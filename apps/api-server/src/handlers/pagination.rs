//! `?page=N` handling and the list envelope.

use pixgram_core::domain::{Page, PageRequest};
use pixgram_shared::Paginated;
use pixgram_shared::dto::PageQuery;

use crate::middleware::error::AppError;

const INVALID_PAGE: &str = "Invalid page.";

/// Parse the requested page. Absent or empty means the first page.
pub fn page_request(query: &PageQuery, size: u64) -> Result<PageRequest, AppError> {
    match query.page.as_deref().map(str::trim) {
        None | Some("") => Ok(PageRequest::first(size)),
        Some(raw) => raw
            .parse::<u64>()
            .ok()
            .and_then(|number| PageRequest::new(number, size))
            .ok_or_else(|| AppError::NotFound(INVALID_PAGE.to_string())),
    }
}

/// Reject pages past the end of a non-empty result set.
pub fn ensure_in_range<T>(page: &Page<T>) -> Result<(), AppError> {
    if page.is_out_of_range() {
        return Err(AppError::NotFound(INVALID_PAGE.to_string()));
    }
    Ok(())
}

/// Wrap already-represented `results` with the counts and links of `page`.
pub fn envelope<T, U>(page: &Page<T>, results: Vec<U>) -> Paginated<U> {
    Paginated {
        count: page.total,
        next: page.next_page(),
        previous: page.previous_page(),
        results,
    }
}
//! # Pixgram Shared
//!
//! Wire types of the HTTP API: request bodies, resource representations,
//! the pagination envelope and the problem-details error body.

pub mod dto;
pub mod response;

pub use response::{ErrorResponse, Paginated};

──────────────────────────────

**DESCRIPTION OF THE TASK**
With nothing left out, print the data above exactly.

**RESULT OF THE EXERCISE**
filename apps/api-server/src/handlers/pagination.rs
//! `?page=N` handling and the list envelope.

use pixgram_core::domain::{Page, PageRequest};
use pixgram_shared::Paginated;
use pixgram_shared::dto::PageQuery;

use crate::middleware::error::AppError;

const INVALID_PAGE: &str = "Invalid page.";

/// Parse the requested page. Absent or empty means the first page.
pub fn page_request(query: &PageQuery, size: u64) -> Result<PageRequest, AppError> {
    match query.page.as_deref().map(str::trim) {
        None | Some("") => Ok(PageRequest::first(size)),
        Some(raw) => raw
            .parse::<u64>()
            .ok()
            .and_then(|number| PageRequest::new(number, size))
            .ok_or_else(|| AppError::NotFound(INVALID_PAGE.to_string())),
    }
}

/// Reject pages past the end of a non-empty result set.
pub fn ensure_in_range<T>(page: &Page<T>) -> Result<(), AppError> {
    if page.is_out_of_range() {
        return Err(AppError::NotFound(INVALID_PAGE.to_string()));
    }
    Ok(())
}

/// Wrap already-represented `results` with the counts and links of `page`.
pub fn envelope<T, U>(page: &Page<T>, results: Vec<U>) -> Paginated<U> {
    Paginated {
        count: page.total,
        next: page.next_page(),
        previous: page.previous_page(),
        results,
    }
}
//! # Pixgram Shared
//!
//! Wire types of the HTTP API: request bodies, resource representations,
//! the pagination envelope and the problem-details error body.

pub mod dto;
pub mod response;

pub use response::{ErrorResponse, Paginated};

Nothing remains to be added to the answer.